OPINION
Premium

Fact Checkers Focus on SCOTUS Hearing – But Only on GOP Questioners

The opinions expressed by columnists are their own and do not necessarily represent the views of Townhall.com.

"Riffed from the Headlines" is Townhall's daily VIP feature with coverage on the deeply flawed aspects of journalism in the nation. We'll look to bring accountability to the mishaps, malaprops, misdeeds, manipulations, malpractice, and manufactured narratives in mainstream media.

03.24.22

Body Checking the Fact Checkers – VARIOUS OUTLETS

  • How about the actual nominee gang – any curiosity there or nah??

The fact-checkers sure have busied themselves this week with the confirmation hearing in full effect. Not so much with Ketanji Brown Jackson's comments, mind you, but with her interrogators in the Senate. 

PolitiFact has conducted four fact checks so far, correcting her questioners in all of them.

FactCheck.org has a few checks on the hearing, all centered on the Republicans, like Sens. Josh Hawley and Marsha Blackburn. 

Here are the headlines from the three AP fact-checks on the confirmation: 

Republicans Skew Jackson's Record

– Republicans Twist Jackson's Judicial Record

– Senators Misrepresent Jackson On Abortion

Presentation Paradox – NATIONAL PUBLIC RADIO

  • Understand that four days of highlighting Ketanji Brown Jackson as a woman of color was not highlighting her being a woman of color.

Senator Corey Booker gave what the press called an emotional delivery in the Senate hearing. KBJ and many in attendance were moved to tears.

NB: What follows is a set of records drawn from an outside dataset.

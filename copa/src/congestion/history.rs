// Copyright (C) 2025, Cloudflare, Inc.
// All rights reserved.
//
// Redistribution and use in source and binary forms, with or without
// modification, are permitted provided that the following conditions are
// met:
//
//     * Redistributions of source code must retain the above copyright notice,
//       this list of conditions and the following disclaimer.
//
//     * Redistributions in binary form must reproduce the above copyright
//       notice, this list of conditions and the following disclaimer in the
//       documentation and/or other materials provided with the distribution.
//
// THIS SOFTWARE IS PROVIDED BY THE COPYRIGHT HOLDERS AND CONTRIBUTORS "AS
// IS" AND ANY EXPRESS OR IMPLIED WARRANTIES, INCLUDING, BUT NOT LIMITED TO,
// THE IMPLIED WARRANTIES OF MERCHANTABILITY AND FITNESS FOR A PARTICULAR
// PURPOSE ARE DISCLAIMED. IN NO EVENT SHALL THE COPYRIGHT HOLDER OR
// CONTRIBUTORS BE LIABLE FOR ANY DIRECT, INDIRECT, INCIDENTAL, SPECIAL,
// EXEMPLARY, OR CONSEQUENTIAL DAMAGES (INCLUDING, BUT NOT LIMITED TO,
// PROCUREMENT OF SUBSTITUTE GOODS OR SERVICES; LOSS OF USE, DATA, OR
// PROFITS; OR BUSINESS INTERRUPTION) HOWEVER CAUSED AND ON ANY THEORY OF
// LIABILITY, WHETHER IN CONTRACT, STRICT LIABILITY, OR TORT (INCLUDING
// NEGLIGENCE OR OTHERWISE) ARISING IN ANY WAY OUT OF THE USE OF THIS
// SOFTWARE, EVEN IF ADVISED OF THE POSSIBILITY OF SUCH DAMAGE.

//! Bounded per-flow RTT history.
//!
//! Two logs share the ring structure: the RTT sample log, evicted by
//! age, and a smaller window-increase event log, evicted by count. The
//! sample log only feeds cross-traffic classification; losing it (or
//! skipping an update) degrades that heuristic but never the window
//! decision itself.

use crate::ring::Ring;

#[derive(Clone, Copy, Debug, Default, PartialEq, Eq)]
pub struct RttSample {
    pub rtt: u64,
    pub time: u64,
}

pub struct SampleHistory {
    samples: Ring<RttSample>,

    // Timestamps of window-increase events, spaced at least 2*min_rtt
    // apart. Only the count matters to callers.
    increases: Ring<u64>,

    num_increase: u64,

    retention_us: u64,

    increase_cap: usize,
}

impl SampleHistory {
    pub fn new(
        capacity: usize, retention_us: u64, increase_cap: usize,
    ) -> Self {
        SampleHistory {
            samples: Ring::with_capacity(capacity),
            increases: Ring::with_capacity(capacity.min(1024)),
            num_increase: 0,
            retention_us,
            increase_cap,
        }
    }

    pub fn num_increase(&self) -> u64 {
        self.num_increase
    }

    pub fn newest(&self) -> Option<&RttSample> {
        self.samples.back()
    }

    /// Records one RTT sample and runs both eviction policies.
    pub fn record(&mut self, rtt: u64, now: u64, min_rtt: u64) {
        self.samples.push(RttSample { rtt, time: now });

        let spaced_out = if self.increases.is_empty() {
            true
        } else {
            let last = self.increases.back().unwrap();
            *last < now.saturating_sub(2 * min_rtt)
        };

        if spaced_out {
            self.increases.push(now);
            self.num_increase += 1;
        }

        if now > self.retention_us {
            self.trim_older_than(now - self.retention_us);
        }

        if self.increases.len() > self.increase_cap {
            let excess = self.increases.len() - self.increase_cap;
            self.increases.advance(excess);
            self.num_increase = self.num_increase.saturating_sub(excess as u64);
        }
    }

    /// Evicts every sample with `time < cutoff` from the head.
    ///
    /// Samples arrive in time order, so the new head is located with a
    /// single binary search instead of a linear scan; the probe count
    /// is bounded by log2 of the ring capacity no matter how much
    /// history accumulated.
    pub fn trim_older_than(&mut self, cutoff: u64) {
        let first_kept = self.samples.partition_point(|s| s.time >= cutoff);
        self.samples.advance(first_kept);
    }

    /// Min and max RTT among samples with `time > earliest`, or `None`
    /// when no sample qualifies.
    pub fn minmax_since(&self, earliest: u64) -> Option<(u64, u64)> {
        let first = self.samples.partition_point(|s| s.time > earliest);

        let mut min_rtt = u64::MAX;
        let mut max_rtt = 0;

        for i in first..self.samples.len() {
            let s = self.samples.get(i).unwrap();
            min_rtt = min_rtt.min(s.rtt);
            max_rtt = max_rtt.max(s.rtt);
        }

        if min_rtt == u64::MAX {
            return None;
        }

        Some((min_rtt, max_rtt))
    }
}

He was so inspired to see a black female about to be confirmed he gave an impassioned speech not about her career as a judge but about her being a black woman. 

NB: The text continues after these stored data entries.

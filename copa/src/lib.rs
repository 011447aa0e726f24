// Copyright (C) 2025, Cloudflare, Inc.
// All rights reserved.
//
// Redistribution and use in source and binary forms, with or without
// modification, are permitted provided that the following conditions are
// met:
//
//     * Redistributions of source code must retain the above copyright notice,
//       this list of conditions and the following disclaimer.
//
//     * Redistributions in binary form must reproduce the above copyright
//       notice, this list of conditions and the following disclaimer in the
//       documentation and/or other materials provided with the distribution.
//
// THIS SOFTWARE IS PROVIDED BY THE COPYRIGHT HOLDERS AND CONTRIBUTORS "AS
// IS" AND ANY EXPRESS OR IMPLIED WARRANTIES, INCLUDING, BUT NOT LIMITED TO,
// THE IMPLIED WARRANTIES OF MERCHANTABILITY AND FITNESS FOR A PARTICULAR
// PURPOSE ARE DISCLAIMED. IN NO EVENT SHALL THE COPYRIGHT HOLDER OR
// CONTRIBUTORS BE LIABLE FOR ANY DIRECT, INDIRECT, INCIDENTAL, SPECIAL,
// EXEMPLARY, OR CONSEQUENTIAL DAMAGES (INCLUDING, BUT NOT LIMITED TO,
// PROCUREMENT OF SUBSTITUTE GOODS OR SERVICES; LOSS OF USE, DATA, OR
// PROFITS; OR BUSINESS INTERRUPTION) HOWEVER CAUSED AND ON ANY THEORY OF
// LIABILITY, WHETHER IN CONTRACT, STRICT LIABILITY, OR TORT (INCLUDING
// NEGLIGENCE OR OTHERWISE) ARISING IN ANY WAY OUT OF THE USE OF THIS
// SOFTWARE, EVEN IF ADVISED OF THE POSSIBILITY OF SUCH DAMAGE.

//! Copa delay-based congestion control engine.
//!
//! This crate implements the decision engine of the Copa congestion
//! control algorithm as a host-independent library: the host transport
//! feeds it one [`FeedbackEvent`] per delivery report and applies the
//! returned [`Decision`] (congestion window, pacing rate, slow start
//! threshold). The engine is purely event-driven; it keeps no timers,
//! never blocks, and evaluates all time-based behavior against the
//! timestamps carried on events.
//!
//! Copa targets the rate `mss / (delta * queueing_delay)`: when the
//! standing RTT shows little queueing, the window grows; when the
//! queue builds, it shrinks, with a velocity term accelerating
//! sustained trends. A mode classifier detects competing loss-based
//! flows from the RTT spread and loosens the delay sensitivity so the
//! flow is not starved by them.
//!
//! ## Usage
//!
//! ```
//! use copa::Config;
//! use copa::Copa;
//! use copa::FeedbackEvent;
//! use copa::NoopSink;
//!
//! let config = Config::default();
//! let mut flow = Copa::new(&config, 1);
//!
//! let decision = flow.on_feedback(
//!     &FeedbackEvent {
//!         acked_bytes: 3_000,
//!         lost_bytes: 0,
//!         rtt_us: Some(30_000),
//!         srtt_us: 30_000,
//!         now_us: 1_000_000,
//!         mss: 1_500,
//!         max_pacing_rate: u64::MAX,
//!         in_slow_start: false,
//!     },
//!     &mut NoopSink,
//! );
//!
//! assert!(decision.cwnd_segments > 0);
//! ```
//!
//! Hosts that manage many flows keep one engine per flow in a
//! [`FlowTable`]; flows are independent and never block one another.

use std::str::FromStr;

/// A Copa-specific error.
#[derive(Clone, Copy, Debug, PartialEq, Eq)]
pub enum Error {
    /// Error in congestion control configuration.
    CongestionControl,
}

impl std::fmt::Display for Error {
    fn fmt(&self, f: &mut std::fmt::Formatter) -> std::fmt::Result {
        write!(f, "{self:?}")
    }
}

impl std::error::Error for Error {}

/// A specialized [`Result`] type for Copa operations.
///
/// [`Result`]: https://doc.rust-lang.org/std/result/enum.Result.html
pub type Result<T> = std::result::Result<T, Error>;

/// Deployment profiles.
///
/// The two production deployments of this algorithm disagree on
/// several constants (default delta parameter, loss-mode threshold,
/// whether the ack-silence guard runs); neither set is canonical, so
/// both ship as named presets instead of one hardcoded choice.
#[derive(Debug, Copy, Clone, PartialEq, Eq)]
pub enum Profile {
    /// Throughput-leaning preset: delta 500/1000, 10% loss threshold,
    /// ack-silence guard enabled.
    Aggressive,

    /// Delay-leaning preset: delta 40/1000, ~3.3% loss threshold, no
    /// ack-silence guard.
    LowLatency,
}

impl FromStr for Profile {
    type Err = Error;

    /// Converts a string to `Profile`.
    ///
    /// If `name` is not valid, `Error::CongestionControl` is returned.
    fn from_str(name: &str) -> std::result::Result<Self, Self::Err> {
        match name {
            "aggressive" => Ok(Profile::Aggressive),
            "low-latency" | "low_latency" => Ok(Profile::LowLatency),

            _ => Err(Error::CongestionControl),
        }
    }
}

/// Engine configuration.
///
/// Every constant of the algorithm is tunable; [`Profile`] presets
/// cover the two deployed parameter sets.
#[derive(Clone, Debug)]
pub struct Config {
    /// Window of the long-horizon minimum RTT filter, microseconds.
    pub(crate) min_rtt_window_us: u64,

    /// Standing RTT window as a fraction of srtt, scale 1000.
    pub(crate) standing_rtt_window_frac: u64,

    /// Default (and maximum) delta parameter, scale 1000.
    pub(crate) default_param: u64,

    /// Loss rate that forces `Loss` mode, scale 1000.
    pub(crate) loss_rate_threshold: u64,

    /// Report epoch length as a fraction of srtt, scale 1000.
    pub(crate) report_interval_frac: u64,

    pub(crate) min_cwnd_segments: u64,

    pub(crate) max_cwnd_segments: u64,

    pub(crate) initial_cwnd_segments: u64,

    /// Coexistence lookback, in multiples of srtt.
    pub(crate) coexistence_lookback_srtt: u64,

    pub(crate) coexistence_epsilon_us: u64,

    pub(crate) history_capacity: usize,

    /// Age horizon of the RTT history, microseconds.
    pub(crate) history_retention_us: u64,

    pub(crate) increase_log_cap: usize,

    pub(crate) pacing_gain: u64,

    /// Compute queueing delay from the standing window rather than the
    /// latest raw sample.
    pub(crate) use_standing_rtt: bool,

    /// Suppress decisions for one baseline RTT after an ack-silence
    /// gap longer than `ack_timeout_gain * min_rtt`.
    pub(crate) ack_silence_guard: bool,

    pub(crate) ack_timeout_gain: u64,

    pub(crate) probing: Option<ProbingConfig>,
}

impl Default for Config {
    fn default() -> Self {
        Config::with_profile(Profile::Aggressive)
    }
}

impl Config {
    pub fn with_profile(profile: Profile) -> Self {
        let mut config = Config {
            min_rtt_window_us: 10_000_000,
            standing_rtt_window_frac: 500,
            default_param: 500,
            loss_rate_threshold: 100,
            report_interval_frac: 500,
            min_cwnd_segments: 4,
            max_cwnd_segments: 1 << 24,
            initial_cwnd_segments: 10,
            coexistence_lookback_srtt: 10,
            coexistence_epsilon_us: 100,
            history_capacity: 100_000,
            history_retention_us: 10_000_000,
            increase_log_cap: 40,
            pacing_gain: 2,
            use_standing_rtt: true,
            ack_silence_guard: true,
            ack_timeout_gain: 2,
            probing: None,
        };

        if profile == Profile::LowLatency {
            config.default_param = 40;
            config.loss_rate_threshold = 33;
            config.ack_silence_guard = false;
        }

        config
    }

    /// Sets the delta parameter ceiling, scale 1000.
    pub fn set_default_param(&mut self, v: u64) -> Result<()> {
        if v == 0 || v > 1000 {
            return Err(Error::CongestionControl);
        }

        self.default_param = v;
        Ok(())
    }

    /// Sets the loss rate that forces `Loss` mode, scale 1000.
    pub fn set_loss_rate_threshold(&mut self, v: u64) -> Result<()> {
        if v == 0 || v > 1000 {
            return Err(Error::CongestionControl);
        }

        self.loss_rate_threshold = v;
        Ok(())
    }

    /// Sets the report epoch length as a fraction of srtt, scale 1000.
    pub fn set_report_interval_frac(&mut self, v: u64) -> Result<()> {
        if v == 0 || v > 1000 {
            return Err(Error::CongestionControl);
        }

        self.report_interval_frac = v;
        Ok(())
    }

    /// Sets the standing RTT window as a fraction of srtt, scale 1000.
    pub fn set_standing_rtt_window_frac(&mut self, v: u64) -> Result<()> {
        if v == 0 || v > 1000 {
            return Err(Error::CongestionControl);
        }

        self.standing_rtt_window_frac = v;
        Ok(())
    }

    /// Sets the window of the minimum RTT filter, microseconds.
    pub fn set_min_rtt_window(&mut self, v: u64) {
        self.min_rtt_window_us = v;
    }

    pub fn set_min_cwnd_segments(&mut self, v: u64) -> Result<()> {
        if v == 0 || v > self.max_cwnd_segments {
            return Err(Error::CongestionControl);
        }

        self.min_cwnd_segments = v;
        Ok(())
    }

    pub fn set_max_cwnd_segments(&mut self, v: u64) -> Result<()> {
        if v < self.min_cwnd_segments {
            return Err(Error::CongestionControl);
        }

        self.max_cwnd_segments = v;
        Ok(())
    }

    pub fn set_initial_cwnd_segments(&mut self, v: u64) -> Result<()> {
        if v < self.min_cwnd_segments || v > self.max_cwnd_segments {
            return Err(Error::CongestionControl);
        }

        self.initial_cwnd_segments = v;
        Ok(())
    }

    /// Sets the coexistence lookback, in multiples of srtt.
    pub fn set_coexistence_lookback_srtt(&mut self, v: u64) {
        self.coexistence_lookback_srtt = v;
    }

    pub fn set_coexistence_epsilon(&mut self, v: u64) {
        self.coexistence_epsilon_us = v;
    }

    pub fn set_history_capacity(&mut self, v: usize) -> Result<()> {
        if v == 0 {
            return Err(Error::CongestionControl);
        }

        self.history_capacity = v;
        Ok(())
    }

    /// Sets the age horizon of the RTT history, microseconds.
    pub fn set_history_retention(&mut self, v: u64) {
        self.history_retention_us = v;
    }

    pub fn set_pacing_gain(&mut self, v: u64) -> Result<()> {
        if v == 0 {
            return Err(Error::CongestionControl);
        }

        self.pacing_gain = v;
        Ok(())
    }

    pub fn set_use_standing_rtt(&mut self, v: bool) {
        self.use_standing_rtt = v;
    }

    pub fn set_ack_silence_guard(&mut self, v: bool) {
        self.ack_silence_guard = v;
    }

    /// Enables or disables the probing-cycle extension.
    pub fn set_probing(&mut self, v: Option<ProbingConfig>) {
        self.probing = v;
    }
}

pub use crate::congestion::Copa;
pub use crate::congestion::Decision;
pub use crate::congestion::Direction;
pub use crate::congestion::FeedbackEvent;
pub use crate::congestion::Mode;
pub use crate::congestion::ProbingConfig;
pub use crate::store::FlowTable;
pub use crate::telemetry::NoopSink;
pub use crate::telemetry::ReportChunk;
pub use crate::telemetry::ReportSample;
pub use crate::telemetry::TelemetrySink;

pub mod congestion;
mod minmax;
mod ring;
pub mod store;
pub mod telemetry;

And then declared it had nothing at all to do with her being a black woman. 

- "I want to tell you when I look at you, this is why I get emotional," said Booker, the only Black member of the Senate committee and one of only three Black senators. "I'm sorry — you're a person that is so much more than your race and gender." 

He's black, she's black, but in speaking about anything but her career accomplishments, she is so much more than being black, it seems. 

Pathological Media Amnesia – MSNBC

  • When your imagination cannot conjure how to Search-Send…

The media allegiance to seeing Ketanji Brown Jackson is so strong that it has created a wave of recollection blindness. The examples abound of journalists incapable of imagining a worse confirmation process than KBJ withstanding the crucible of answering questions about her judicial record. 

Chris Hayes has managed to display a unique brand of this obliviousness, all posturing as some type of authority on the subject of Supreme Court justices. 

I imagine it could lead to someone being labeled a drunken rape-circle participant. Oh wait, Chris – that isn't creative pondering; it is RECOLLECTION. 

Pathological Media Amnesia – WASHINGTON POST

This is why you need to hire seasoned writers and editors to cover events that have a historical basis. Otherwise, you end up with daffy columns such as this from WaPo, pretending that never in our history have we seen such behavior from senators in a SCOTUS hearing. It's like rape-circles and "Boofing" in yearbooks never took place! 

Body Checking the Fact Checkers – CNN

CNN's Daniel Dale is another who could not find the time to look into the accuracy of any of KBJ's claims, what with all these offensive questions from Republican senators who asked about her judicial record in a racist fashion. In delving into one of the intolerant queries from Sen. Lindsey Graham about a past case, Daniel Dale shows how he operates with the default that the GOP is always wrong, even as he is busy proving them correct. 

Let's walk through Daniel's process. First, the charge.

- "GOP Sen. Lindsey Graham of South Carolina alleged that Jackson had gone 'just too far' in, he claimed, calling the government "a war criminal in pursuing charges against a terrorist." 

Next, the framing.

- "Both Graham and Cornyn left out important context. Specifically, neither mentioned that Jackson's allegation of war crimes was about torture. Also, Jackson didn't explicitly use the phrase 'war criminal.'"

Then finally, the ponderous resolution.

- "Jackson and her colleague then argued that the acts of the US 'respondents' they named in their petitions -- acts they described as 'directing, ordering, confirming, ratifying, and/or conspiring to bring about the torture and other inhumane treatment' -- 'constitute war crimes and/or crimes against humanity' under the Alien Tort Statute and that they violate the Geneva Conventions."

Soooo…uh…well, the only way this is in any way a disproven claim by Graham is that you adhere to the very strictest level of semantics. Graham claimed Justice Jackson referred to the government as a "war criminal," she merely said it was an entity "guilty of war crimes." Sooo…it is something completely different, you see.